「教室の配置は日本ではどうなってるか?」「どう配置すれば学習効果はより上がるのか?」、「アドバイスをくれないか?」と校長先生のアピチャート氏は職員室の左側にある下級クラスの開き戸をあけながら教室に通してくれた。
硬いチーク材で作った二人掛けの机や一人用の机が教壇の方を向いて並べられている。これなら日本と同じです。私はこの点での知識がないので、よくわからない、と返答しておいた。余った机が南側に寄せられている。机の右上には紙の名札が張り付けてある。名前を覚えさせるためなのか、指定席で指導上の配慮なのかわからない。教室の中は壁は白く塗られているが窓は狭く、電燈もなく昼間から暗い。明暗よりも外気の温度や暑さを遮るための暗室のようである。床と床の隙間から光が差し込んでくる。
正面の壁には国王、軍人の写真が掲げられ、タイの三色旗の国旗も吊るされている。また、壁に限らず黒板の端、柱などに花の絵、世界の衣服、日本の絵葉書などが所狭しと飾られている。
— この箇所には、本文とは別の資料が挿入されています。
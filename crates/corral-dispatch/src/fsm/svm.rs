//! SVM-node state machine.
//!
//! Mirror of the VM machine with the flow direction swapped: the SVM
//! worker consumes traces and emits test cases.
//!
//! ```text
//! Start ──start──▶ TxConfig ──config──▶ Commence ──poll──▶ RxStatus
//! RxStatus ──poll──▶ StatusRxed ──poll──▶ TxTrace
//! TxTrace ──trace──▶ TraceTxed ──poll──▶ RxTest
//! RxTest ──poll──▶ TestRxed | ErrorRxed | RxStatus
//! TestRxed ──test──▶ RxStatus | ErrorRxed
//! ErrorRxed ──poll──▶ RxStatus
//! ```
//!
//! SVM nodes never handle images or guest data; configuration goes
//! straight to commencement. As with the VM machine, a failing exchange
//! parks the machine in `Error`.

use std::collections::VecDeque;

use corral_core::node::{NodeError, NodeStatus};
use corral_core::options::DispatchOptions;
use corral_core::test_case::TestCase;
use corral_core::trace::Trace;

use crate::error::DispatchResult;
use crate::node::{lock, NodeHandle};
use crate::proto;

/// States of the SVM-node machine.
#[derive(Debug, Clone, Copy, PartialEq, Eq)]
pub enum SvmState {
    /// Waiting for the start event.
    Start,
    /// Ready to transmit the option tree.
    TxConfig,
    /// Ready to order commencement.
    Commence,
    /// Ready to poll for status.
    RxStatus,
    /// Status received.
    StatusRxed,
    /// Ready to receive a trace refill.
    TxTrace,
    /// Refill transmitted, status refreshed.
    TraceTxed,
    /// Ready to drain test cases, if the worker has any.
    RxTest,
    /// Test cases drained into the machine's buffer.
    TestRxed,
    /// Error reports drained into the machine's buffer.
    ErrorRxed,
    /// A protocol exchange failed; the machine is parked.
    Error,
}

impl SvmState {
    /// State name for logs and error messages.
    #[must_use]
    pub const fn name(&self) -> &'static str {
        match self {
            Self::Start => "Start",
            Self::TxConfig => "TxConfig",
            Self::Commence => "Commence",
            Self::RxStatus => "RxStatus",
            Self::StatusRxed => "StatusRxed",
            Self::TxTrace => "TxTrace",
            Self::TraceTxed => "TraceTxed",
            Self::RxTest => "RxTest",
            Self::TestRxed => "TestRxed",
            Self::ErrorRxed => "ErrorRxed",
            Self::Error => "Error",
        }
    }
}

/// Capability flag the dispatch supervisor reads to choose an event.
#[derive(Debug, Clone, Copy, PartialEq, Eq)]
pub enum SvmFlag {
    /// Deliver `config`.
    TxConfig,
    /// A status report is fresh.
    StatusRxed,
    /// Deliver `trace` with a refill batch.
    TxTrace,
    /// Buffered test cases are ready to be pooled; deliver `test`.
    TestRxed,
    /// Buffered error reports are ready to be drained; deliver `poll`.
    ErrorRxed,
    /// The machine is parked; deliver nothing.
    Error,
}

/// Events delivered by the dispatch supervisor.
#[derive(Debug)]
pub enum SvmEvent<'a> {
    /// Attach the machine to its worker.
    Start {
        /// The worker handle.
        node: NodeHandle,
    },
    /// Carry the option tree to transmit.
    Config {
        /// Options to push to the worker.
        options: &'a DispatchOptions,
    },
    /// Advance the steady loop.
    Poll,
    /// Carry a trace refill (possibly empty).
    Trace {
        /// The refill batch.
        traces: Vec<Trace>,
    },
    /// Acknowledge that buffered test cases were pooled.
    Test,
}

/// State machine for one SVM worker.
pub struct SvmNodeFsm {
    state: SvmState,
    node: Option<NodeHandle>,
    tests: Vec<TestCase>,
    errors: VecDeque<NodeError>,
}

impl SvmNodeFsm {
    /// Create a machine waiting for its start event.
    #[must_use]
    pub fn new() -> Self {
        Self {
            state: SvmState::Start,
            node: None,
            tests: Vec::new(),
            errors: VecDeque::new(),
        }
    }

    /// Deliver the start event. Pure initialization, cannot fail.
    pub fn start(&mut self, node: NodeHandle) {
        let started = self.step(SvmEvent::Start { node });
        debug_assert!(started.is_ok(), "start event performs no i/o");
    }

    /// Current state.
    #[must_use]
    pub const fn state(&self) -> SvmState {
        self.state
    }

    /// Capability flag of the current state, if it carries one.
    #[must_use]
    pub const fn flag(&self) -> Option<SvmFlag> {
        match self.state {
            SvmState::TxConfig => Some(SvmFlag::TxConfig),
            SvmState::StatusRxed => Some(SvmFlag::StatusRxed),
            SvmState::TxTrace => Some(SvmFlag::TxTrace),
            SvmState::TestRxed => Some(SvmFlag::TestRxed),
            SvmState::ErrorRxed => Some(SvmFlag::ErrorRxed),
            SvmState::Error => Some(SvmFlag::Error),
            SvmState::Start
            | SvmState::Commence
            | SvmState::RxStatus
            | SvmState::TraceTxed
            | SvmState::RxTest => None,
        }
    }

    /// Whether the machine is parked in its error state.
    #[must_use]
    pub const fn is_errored(&self) -> bool {
        matches!(self.state, SvmState::Error)
    }

    /// The worker handle this machine drives.
    ///
    /// # Panics
    ///
    /// Panics if the machine has not been started.
    #[must_use]
    pub fn node(&self) -> &NodeHandle {
        self.node.as_ref().expect("machine not started")
    }

    /// Snapshot of the worker's last reported status.
    #[must_use]
    pub fn node_status(&self) -> NodeStatus {
        lock(self.node()).status.clone()
    }

    /// Move the buffered test cases out of the machine.
    pub fn take_tests(&mut self) -> Vec<TestCase> {
        std::mem::take(&mut self.tests)
    }

    /// Whether error reports remain buffered.
    #[must_use]
    pub fn has_buffered_errors(&self) -> bool {
        !self.errors.is_empty()
    }

    /// Pop the oldest buffered error report.
    pub fn pop_error(&mut self) -> Option<NodeError> {
        self.errors.pop_front()
    }

    /// Deliver one event, performing at most one transition.
    ///
    /// # Errors
    ///
    /// A failing guard or action parks the machine in [`SvmState::Error`]
    /// and surfaces the cause; the caller logs it and stops delivering
    /// events to this machine.
    pub fn step(&mut self, event: SvmEvent<'_>) -> DispatchResult<()> {
        match self.transition(event) {
            Ok(Some(next)) => {
                self.state = next;
                Ok(())
            }
            Ok(None) => Ok(()),
            Err(e) => {
                self.state = SvmState::Error;
                Err(e)
            }
        }
    }

    fn transition(&mut self, event: SvmEvent<'_>) -> DispatchResult<Option<SvmState>> {
        use SvmState as S;

        Ok(match (self.state, event) {
            (S::Start, SvmEvent::Start { node }) => {
                self.node = Some(node);
                Some(S::TxConfig)
            }

            (S::TxConfig, SvmEvent::Config { options }) => {
                proto::transmit_config(self.node(), options)?;
                Some(S::Commence)
            }

            (S::Commence, SvmEvent::Poll) => {
                proto::transmit_commencement(self.node())?;
                Some(S::RxStatus)
            }

            (S::RxStatus, SvmEvent::Poll) => {
                proto::poll_status(self.node())?;
                Some(S::StatusRxed)
            }

            (S::StatusRxed, SvmEvent::Poll) => Some(S::TxTrace),

            (S::TxTrace, SvmEvent::Trace { traces }) => {
                proto::transmit_traces(self.node(), &traces)?;
                proto::poll_status(self.node())?;
                Some(S::TraceTxed)
            }

            (S::TraceTxed, SvmEvent::Poll) => Some(S::RxTest),

            (S::RxTest, SvmEvent::Poll) => {
                if self.has_tests() {
                    self.tests = proto::receive_tests(self.node())?;
                    Some(S::TestRxed)
                } else if self.has_error() {
                    self.errors = proto::receive_errors(self.node())?.into();
                    Some(S::ErrorRxed)
                } else {
                    Some(S::RxStatus)
                }
            }

            (S::TestRxed, SvmEvent::Test) => {
                if self.has_error() {
                    self.errors = proto::receive_errors(self.node())?.into();
                    Some(S::ErrorRxed)
                } else {
                    Some(S::RxStatus)
                }
            }

            (S::ErrorRxed, SvmEvent::Poll) => Some(S::RxStatus),

            _ => None,
        })
    }

    fn has_tests(&self) -> bool {
        lock(self.node()).status.test_case_count > 0
    }

    fn has_error(&self) -> bool {
        lock(self.node()).status.error_count > 0
    }
}

impl Default for SvmNodeFsm {
    fn default() -> Self {
        Self::new()
    }
}

impl std::fmt::Debug for SvmNodeFsm {
    fn fmt(&self, f: &mut std::fmt::Formatter<'_>) -> std::fmt::Result {
        f.debug_struct("SvmNodeFsm")
            .field("state", &self.state.name())
            .field("tests", &self.tests.len())
            .field("errors", &self.errors.len())
            .finish()
    }
}
//! VM-node state machine.
//!
//! Lifecycle of one VM worker, from configuration through the steady
//! status/trace/test loop:
//!
//! ```text
//! Start ──start──▶ TxConfig ──config──▶ ValidateImage | RxGuestData | Commence
//! ValidateImage ──image──▶ UpdateImage | RxGuestData | Commence
//! UpdateImage ──image──▶ RxGuestData | Commence
//! RxGuestData ──poll──▶ GuestDataRxed ──poll──▶ Commence
//! Commence ──poll──▶ RxStatus ──poll──▶ StatusRxed ──poll──▶ RxTrace
//! RxTrace ──poll──▶ TraceRxed | TxTest
//! TraceRxed ──trace──▶ TxTest ──test──▶ TestTxed ──poll──▶ RxStatus | ErrorRxed
//! ErrorRxed ──poll──▶ RxStatus
//! ```
//!
//! Configuration branches on two registration-time facts: whether the run
//! is distributed with image updating enabled (validate, then re-image on
//! mismatch) and whether this is the fleet's first worker (receive guest
//! data before commencing). Registered workers are never "first" today;
//! the guest-data leg stays reachable in principle.
//!
//! Any failing guard or action moves the machine to `Error`, where it
//! ignores further events until the supervisor discards it on reset.

use std::collections::VecDeque;
use std::path::Path;

use corral_core::image::{ImageInfo, OsImage};
use corral_core::node::{NodeError, NodeStatus};
use corral_core::options::DispatchOptions;
use corral_core::test_case::TestCase;
use corral_core::trace::Trace;

use crate::error::DispatchResult;
use crate::node::{lock, NodeHandle};
use crate::proto;

/// States of the VM-node machine.
#[derive(Debug, Clone, Copy, PartialEq, Eq)]
pub enum VmState {
    /// Waiting for the start event.
    Start,
    /// Ready to transmit the option tree.
    TxConfig,
    /// Ready to compare the worker's image fingerprint.
    ValidateImage,
    /// Ready to ship a fresh image.
    UpdateImage,
    /// Waiting to receive guest runtime data.
    RxGuestData,
    /// Guest data received.
    GuestDataRxed,
    /// Ready to order commencement.
    Commence,
    /// Ready to poll for status.
    RxStatus,
    /// Status received.
    StatusRxed,
    /// Ready to drain traces, if the worker has any.
    RxTrace,
    /// Traces drained into the machine's buffer.
    TraceRxed,
    /// Ready to receive a test-case refill.
    TxTest,
    /// Refill transmitted, status refreshed.
    TestTxed,
    /// Error reports drained into the machine's buffer.
    ErrorRxed,
    /// A protocol exchange failed; the machine is parked.
    Error,
}

impl VmState {
    /// State name for logs and error messages.
    #[must_use]
    pub const fn name(&self) -> &'static str {
        match self {
            Self::Start => "Start",
            Self::TxConfig => "TxConfig",
            Self::ValidateImage => "ValidateImage",
            Self::UpdateImage => "UpdateImage",
            Self::RxGuestData => "RxGuestData",
            Self::GuestDataRxed => "GuestDataRxed",
            Self::Commence => "Commence",
            Self::RxStatus => "RxStatus",
            Self::StatusRxed => "StatusRxed",
            Self::RxTrace => "RxTrace",
            Self::TraceRxed => "TraceRxed",
            Self::TxTest => "TxTest",
            Self::TestTxed => "TestTxed",
            Self::ErrorRxed => "ErrorRxed",
            Self::Error => "Error",
        }
    }
}

/// Capability flag the dispatch supervisor reads to choose an event.
#[derive(Debug, Clone, Copy, PartialEq, Eq)]
pub enum VmFlag {
    /// Deliver `config`.
    TxConfig,
    /// Deliver `image`.
    Image,
    /// Guest data has been received.
    GuestDataRxed,
    /// A status report is fresh.
    StatusRxed,
    /// Buffered traces are ready to be pooled; deliver `trace`.
    TraceRxed,
    /// Deliver `test` with a refill batch.
    TxTest,
    /// Buffered error reports are ready to be drained; deliver `poll`.
    ErrorRxed,
    /// The machine is parked; deliver nothing.
    Error,
}

/// Events delivered by the dispatch supervisor.
#[derive(Debug)]
pub enum VmEvent<'a> {
    /// Attach the machine to its worker.
    Start {
        /// The worker handle.
        node: NodeHandle,
        /// Whether this worker is the fleet's first.
        first: bool,
        /// Whether image validation/provisioning is enabled.
        update_image: bool,
        /// Whether the run is distributed.
        distributed: bool,
    },
    /// Carry the option tree to transmit.
    Config {
        /// Options to push to the worker.
        options: &'a DispatchOptions,
    },
    /// Carry the configured image path for validation or provisioning.
    Image {
        /// Image path on the dispatcher host.
        path: &'a Path,
    },
    /// Advance the steady loop.
    Poll,
    /// Acknowledge that buffered traces were pooled.
    Trace,
    /// Carry a test-case refill (possibly empty).
    Test {
        /// The refill batch.
        tests: Vec<TestCase>,
    },
}

impl VmEvent<'_> {
    const fn name(&self) -> &'static str {
        match self {
            Self::Start { .. } => "start",
            Self::Config { .. } => "config",
            Self::Image { .. } => "image",
            Self::Poll => "poll",
            Self::Trace => "trace",
            Self::Test { .. } => "test",
        }
    }
}

/// State machine for one VM worker.
pub struct VmNodeFsm {
    state: VmState,
    node: Option<NodeHandle>,
    first: bool,
    update_image: bool,
    distributed: bool,
    traces: Vec<Trace>,
    errors: VecDeque<NodeError>,
    image_info: Option<ImageInfo>,
}

impl VmNodeFsm {
    /// Create a machine waiting for its start event.
    #[must_use]
    pub fn new() -> Self {
        Self {
            state: VmState::Start,
            node: None,
            first: false,
            update_image: false,
            distributed: false,
            traces: Vec::new(),
            errors: VecDeque::new(),
            image_info: None,
        }
    }

    /// Deliver the start event. Pure initialization, cannot fail.
    pub fn start(&mut self, node: NodeHandle, first: bool, update_image: bool, distributed: bool) {
        let started = self.step(VmEvent::Start {
            node,
            first,
            update_image,
            distributed,
        });
        debug_assert!(started.is_ok(), "start event performs no i/o");
    }

    /// Current state.
    #[must_use]
    pub const fn state(&self) -> VmState {
        self.state
    }

    /// Capability flag of the current state, if it carries one.
    #[must_use]
    pub const fn flag(&self) -> Option<VmFlag> {
        match self.state {
            VmState::TxConfig => Some(VmFlag::TxConfig),
            VmState::ValidateImage | VmState::UpdateImage => Some(VmFlag::Image),
            VmState::GuestDataRxed => Some(VmFlag::GuestDataRxed),
            VmState::StatusRxed => Some(VmFlag::StatusRxed),
            VmState::TraceRxed => Some(VmFlag::TraceRxed),
            VmState::TxTest => Some(VmFlag::TxTest),
            VmState::ErrorRxed => Some(VmFlag::ErrorRxed),
            VmState::Error => Some(VmFlag::Error),
            VmState::Start
            | VmState::RxGuestData
            | VmState::Commence
            | VmState::RxStatus
            | VmState::RxTrace
            | VmState::TestTxed => None,
        }
    }

    /// Whether the machine is parked in its error state.
    #[must_use]
    pub const fn is_errored(&self) -> bool {
        matches!(self.state, VmState::Error)
    }

    /// The worker handle this machine drives.
    ///
    /// # Panics
    ///
    /// Panics if the machine has not been started.
    #[must_use]
    pub fn node(&self) -> &NodeHandle {
        self.node.as_ref().expect("machine not started")
    }

    /// Snapshot of the worker's last reported status.
    #[must_use]
    pub fn node_status(&self) -> NodeStatus {
        lock(self.node()).status.clone()
    }

    /// Move the buffered traces out of the machine.
    pub fn take_traces(&mut self) -> Vec<Trace> {
        std::mem::take(&mut self.traces)
    }

    /// Whether error reports remain buffered.
    #[must_use]
    pub fn has_buffered_errors(&self) -> bool {
        !self.errors.is_empty()
    }

    /// Pop the oldest buffered error report.
    pub fn pop_error(&mut self) -> Option<NodeError> {
        self.errors.pop_front()
    }

    /// Deliver one event, performing at most one transition.
    ///
    /// # Errors
    ///
    /// A failing guard or action parks the machine in [`VmState::Error`]
    /// and surfaces the cause; the caller logs it and stops delivering
    /// events to this machine.
    pub fn step(&mut self, event: VmEvent<'_>) -> DispatchResult<()> {
        let event_name = event.name();
        match self.transition(event) {
            Ok(Some(next)) => {
                tracing::trace!(from = self.state.name(), to = next.name(), event = event_name, "vm transition");
                self.state = next;
                Ok(())
            }
            Ok(None) => Ok(()),
            Err(e) => {
                self.state = VmState::Error;
                Err(e)
            }
        }
    }

    fn transition(&mut self, event: VmEvent<'_>) -> DispatchResult<Option<VmState>> {
        use VmState as S;

        Ok(match (self.state, event) {
            (
                S::Start,
                VmEvent::Start {
                    node,
                    first,
                    update_image,
                    distributed,
                },
            ) => {
                self.node = Some(node);
                self.first = first;
                self.update_image = update_image;
                self.distributed = distributed;
                Some(S::TxConfig)
            }

            (S::TxConfig, VmEvent::Config { options }) => {
                if self.distributed && self.update_image {
                    proto::transmit_config(self.node(), options)?;
                    Some(S::ValidateImage)
                } else if !self.update_image {
                    proto::transmit_config(self.node(), options)?;
                    Some(if self.first { S::RxGuestData } else { S::Commence })
                } else {
                    // update_image outside distributed mode: no row matches.
                    None
                }
            }

            (S::ValidateImage, VmEvent::Image { path }) => {
                if self.image_valid(path)? {
                    Some(if self.first { S::RxGuestData } else { S::Commence })
                } else {
                    Some(S::UpdateImage)
                }
            }

            (S::UpdateImage, VmEvent::Image { path }) => {
                let info = ImageInfo::from_file(path)?;
                proto::transmit_image_info(self.node(), &info)?;
                let image = OsImage::from_image_file(path)?;
                proto::transmit_image(self.node(), &image)?;
                Some(if self.first { S::RxGuestData } else { S::Commence })
            }

            (S::RxGuestData, VmEvent::Poll) => {
                self.receive_guest_data();
                Some(S::GuestDataRxed)
            }

            (S::GuestDataRxed, VmEvent::Poll) => Some(S::Commence),

            (S::Commence, VmEvent::Poll) => {
                proto::transmit_commencement(self.node())?;
                Some(S::RxStatus)
            }

            (S::RxStatus, VmEvent::Poll) => {
                proto::poll_status(self.node())?;
                Some(S::StatusRxed)
            }

            (S::StatusRxed, VmEvent::Poll) => Some(S::RxTrace),

            (S::RxTrace, VmEvent::Poll) => {
                if self.has_trace() {
                    self.traces = proto::receive_traces(self.node())?;
                    Some(S::TraceRxed)
                } else {
                    Some(S::TxTest)
                }
            }

            (S::TraceRxed, VmEvent::Trace) => Some(S::TxTest),

            (S::TxTest, VmEvent::Test { tests }) => {
                proto::transmit_tests(self.node(), &tests)?;
                proto::poll_status(self.node())?;
                Some(S::TestTxed)
            }

            (S::TestTxed, VmEvent::Poll) => {
                if self.has_error() {
                    self.errors = proto::receive_errors(self.node())?.into();
                    Some(S::ErrorRxed)
                } else {
                    Some(S::RxStatus)
                }
            }

            (S::ErrorRxed, VmEvent::Poll) => Some(S::RxStatus),

            // Unmatched (state, event) pairs consume the event without a
            // transition; Error in particular ignores everything.
            _ => None,
        })
    }

    /// Request the worker's image fingerprint once, cache it, and compare
    /// against the configured image. An empty fingerprint (no image on
    /// the worker) never validates.
    fn image_valid(&mut self, path: &Path) -> DispatchResult<bool> {
        if self.image_info.is_none() {
            self.image_info = Some(proto::receive_image_info(self.node())?);
        }
        let reported = self.image_info.as_ref().expect("fingerprint cached above");
        if reported.is_empty() {
            return Ok(false);
        }
        let configured = ImageInfo::from_file(path)?;
        Ok(configured == *reported)
    }

    /// Guest runtime data carries nothing the dispatcher consumes today;
    /// the exchange is a placeholder kept for protocol symmetry.
    fn receive_guest_data(&mut self) {}

    fn has_trace(&self) -> bool {
        lock(self.node()).status.trace_count > 0
    }

    fn has_error(&self) -> bool {
        lock(self.node()).status.error_count > 0
    }
}

impl Default for VmNodeFsm {
    fn default() -> Self {
        Self::new()
    }
}

impl std::fmt::Debug for VmNodeFsm {
    fn fmt(&self, f: &mut std::fmt::Formatter<'_>) -> std::fmt::Result {
        f.debug_struct("VmNodeFsm")
            .field("state", &self.state.name())
            .field("traces", &self.traces.len())
            .field("errors", &self.errors.len())
            .finish()
    }
}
英単語がマジックで書かれた白い模造紙も張られている。田舎の十分な文明文化が行き届かない小学校での児童用のミュージアムのような機能を演出しているのだ。バケツで作った植木鉢もおいてある。壁にはスコップや鍬鍬、馬鍬、かごなども吊り下げてある。それぞれにタイ語でその名称が書かれている。あらゆる空間が様々な工夫を凝らしてあり、どうすれば児童生徒が知識理解を通して意欲を出すのか、学習効果があがるのアピチャート氏の精一杯の児童生徒への創意工夫に感服する。
職員室の右側には3,4年生の教室、そして保健室、図書館が共用する。保健室と言っても竹製のベット一個とカボック製の古汚い枕が置かれているだけだ。国連から寄付されたという医薬品が小さなビンに入れておいてある。図書館を観る。古ぼけてカバーのない書籍が2,30冊棚の上に積まれただけである。日本で読み捨てられた児童書、児童雑誌をぜひ機会があれば寄贈したいものだ。今は休校中だが、できれば一度授業も観てみたいものだと思った。
昼間であるが教室は異様に暗く異様な静けさであった。
ふと思った。田圃で水牛を追ったり、ニワトリやアヒルにエサをやったり、幼い赤んぼうを背負って家の世話をしている子ども達にとって、この学校こそがすべてもの広い視野を身につけ、社会に向かって世界に向かって準備する知識や技術を教わっていくセンターなのだ。この白いちっぽけな建物は、この辺りにとっては世界へいざなってくれるセンターなのだ。また、思った。教師たちは、どういう工夫や指導法でこうした子ども達に少しでも興味を持たせ効果の上がる授業をしているのか?
私はそうした授業風景に接することはできなかったが、あるアンケート調査を持参してきたのでアピチャート氏にお願いして実施してもらうことにした。(現在、手元にデーターを保管している)結果は別の機会に触れることにする。